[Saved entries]

-=-=-

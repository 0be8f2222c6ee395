//! Framebuffer blit.
//!
//! Owns the GPU side of a frame: one RGBA8 texture, a fixed WGSL shader pair, the
//! render pipeline built from it and a sampler. Uploads replace the whole texture;
//! draws cover the target with two triangles sampling it.

mod blitter;
mod config;

pub use blitter::Blitter;
pub use config::{BlitConfig, SamplerFilter};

-=-=-

Set down all of the entries exactly, please.

repository 0be8f2222c6ee395
//! Framebuffer blit.
//!
//! Owns the GPU side of a frame: one RGBA8 texture, a fixed WGSL shader pair, the
//! render pipeline built from it and a sampler. Uploads replace the whole texture;
//! draws cover the target with two triangles sampling it.

mod blitter;
mod config;

pub use blitter::Blitter;
pub use config::{BlitConfig, SamplerFilter};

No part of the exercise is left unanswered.